3 Big Reasons to Contribute to a Roth IRA in 2022
Mall retirement savers love the Roth IRA because you can accumulate tax-free income and benefits during retirement. A Roth IRA (Individual Retirement Account) is a special type of retirement account that you can create yourself. As long as you have earned income and do not exceed the income thresholds, you can contribute directly to the account.
The IRS does not limit the amount of money you can earn in a Roth IRA. It was a win for tech billionaires like Peter Thiel, who came under public scrutiny for his $5 billion Roth IRA last year. Even if you can’t reach Thiel’s Roth IRA fortune, you can build a healthy nest egg if you crush your Roth IRA goals in 2022.
Here are three great reasons to take advantage of the Roth IRA this year if you qualify.
1. You might not be eligible next year
It’s easy to believe that the Roth IRA will be accessible forever, but that’s not the case. If you take a better-paying job next year or get an unexpected pay raise, you may lose your chance to contribute directly to a Roth IRA.
The Roth IRA was intended to help people with low to moderate incomes save money for retirement. This is ideal if you expect to pay higher taxes later. If your income falls within the threshold, now is a good time to explore the benefits of a Roth IRA and see if it’s right for you.
For 2022, you can join the Roth IRA contribution club if you’re single and your modified adjusted gross income (MAGI) is less than $129,000. But you won’t be able to make the maximum contribution once your income reaches $129,000. You will be eligible for reduced contribution amounts. Your contribution limit will drop to zero when your income exceeds $144,000.

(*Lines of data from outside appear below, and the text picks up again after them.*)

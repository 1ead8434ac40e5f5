use std::path::{Component, Path};

use serde::Serialize;

use crate::engine::Outcome;
use crate::error::OutputError;
use crate::output::{report, NamedOutcome};

#[derive(Serialize)]
struct Entry<'a> {
    name: &'a str,
    #[serde(skip_serializing_if = "Option::is_none")]
    error: Option<String>,
    #[serde(flatten, skip_serializing_if = "Option::is_none")]
    outcome: Option<&'a Outcome>,
}

/// Serialize the results as a JSON array, one object per query.
pub fn to_json(results: &[NamedOutcome]) -> Result<String, OutputError> {
    let entries: Vec<Entry<'_>> = results
        .iter()
        .map(|named| match &named.result {
            Ok(outcome) => Entry {
                name: &named.name,
                error: None,
                outcome: Some(outcome),
            },
            Err(error) => Entry {
                name: &named.name,
                error: Some(error.to_string()),
                outcome: None,
            },
        })
        .collect();
    Ok(serde_json::to_string_pretty(&entries)?)
}

/// Write `{name}.json` and `{name}_report.md` into `output_dir`.
pub fn write_output(
    output_dir: &Path,
    name: &str,
    results: &[NamedOutcome],
) -> Result<(), OutputError> {
    validate_output_name(name)?;

    std::fs::create_dir_all(output_dir).map_err(|source| OutputError::Io {
        path: output_dir.display().to_string(),
        source,
    })?;

    let json_path = output_dir.join(format!("{name}.json"));
    std::fs::write(&json_path, to_json(results)?).map_err(|source| OutputError::Io {
        path: json_path.display().to_string(),
        source,
    })?;

    let report_path = output_dir.join(format!("{name}_report.md"));
    std::fs::write(&report_path, report::build_report(results)).map_err(|source| {
        OutputError::Io {
            path: report_path.display().to_string(),
            source,
        }
    })?;

    Ok(())
}

fn validate_output_name(name: &str) -> Result<(), OutputError> {
    let invalid = |reason| {
        Err(OutputError::InvalidName {
            name: name.to_string(),
            reason,
        })
    };
    if name.trim().is_empty() {
        return invalid("the name is empty");
    }
    let candidate = Path::new(name);
    if candidate.is_absolute() {
        return invalid("absolute paths are not allowed");
    }
    if candidate.components().any(|component| {
        matches!(
            component,
            Component::ParentDir | Component::RootDir | Component::Prefix(_)
        )
    }) {
        return invalid("traversal segments are not allowed");
    }
    if name.contains('/') || name.contains('\\') {
        return invalid("path separators are not allowed");
    }
    Ok(())
}

#[cfg(test)]
mod tests {
    use super::*;
    use crate::error::AnalysisError;

    fn results() -> Vec<NamedOutcome> {
        vec![
            NamedOutcome {
                name: "ok.sql".to_string(),
                result: Ok(Outcome::default()),
            },
            NamedOutcome {
                name: "bad.sql".to_string(),
                result: Err(AnalysisError::UnsupportedStatement("DELETE".to_string())),
            },
        ]
    }

    #[test]
    fn json_has_one_object_per_query() {
        let json: serde_json::Value =
            serde_json::from_str(&to_json(&results()).expect("json")).expect("valid json");
        assert_eq!(json[0]["name"], "ok.sql");
        assert_eq!(json[0]["findings"], serde_json::json!([]));
        assert!(json[0].get("error").is_none());
        assert_eq!(json[1]["error"], "unsupported statement: DELETE");
    }

    #[test]
    fn write_output_reports_directory_creation_errors() {
        let dir = tempfile::tempdir().expect("temp dir");
        let path = dir.path().join("file");
        std::fs::write(&path, "not a directory").expect("should create marker file");

        let err = write_output(&path, "output", &results()).expect_err("directory creation should fail");
        assert!(matches!(err, OutputError::Io { .. }));
    }

    #[test]
    fn write_output_rejects_unsafe_names() {
        let dir = tempfile::tempdir().expect("temp dir");
        for name in ["nested/output", "../escape", " "] {
            let err = write_output(dir.path(), name, &results()).expect_err("unsafe name");
            assert!(err.to_string().starts_with("invalid output name"));
        }
    }

    #[test]
    fn write_output_writes_json_and_report() {
        let dir = tempfile::tempdir().expect("temp dir");
        write_output(dir.path(), "exercise", &results()).expect("write_output should succeed");

        let json = std::fs::read_to_string(dir.path().join("exercise.json")).expect("json file");
        let report =
            std::fs::read_to_string(dir.path().join("exercise_report.md")).expect("report file");
        assert!(json.contains("\"ok.sql\""));
        assert!(report.contains("## bad.sql"));
    }
}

Take a look at the 2022 Roth IRA phase-out ranges. If your income is below the phase-out range, you can contribute the maximum amount for 2022. If your income exceeds the thresholds, you’ve missed your chance to make a direct contribution for 2022.
Filing status | 2022 income range | 2021 income range |
---|---|---|
Single or head of household | $129,000 to $144,000 | $125,000 to $140,000 |
Married filing jointly | $204,000 to $214,000 | $198,000 to $208,000 |
There is a thin line between making maximum contributions to the Roth IRA and not being able to make direct contributions. This is why it is important to contribute as much as possible before your time expires.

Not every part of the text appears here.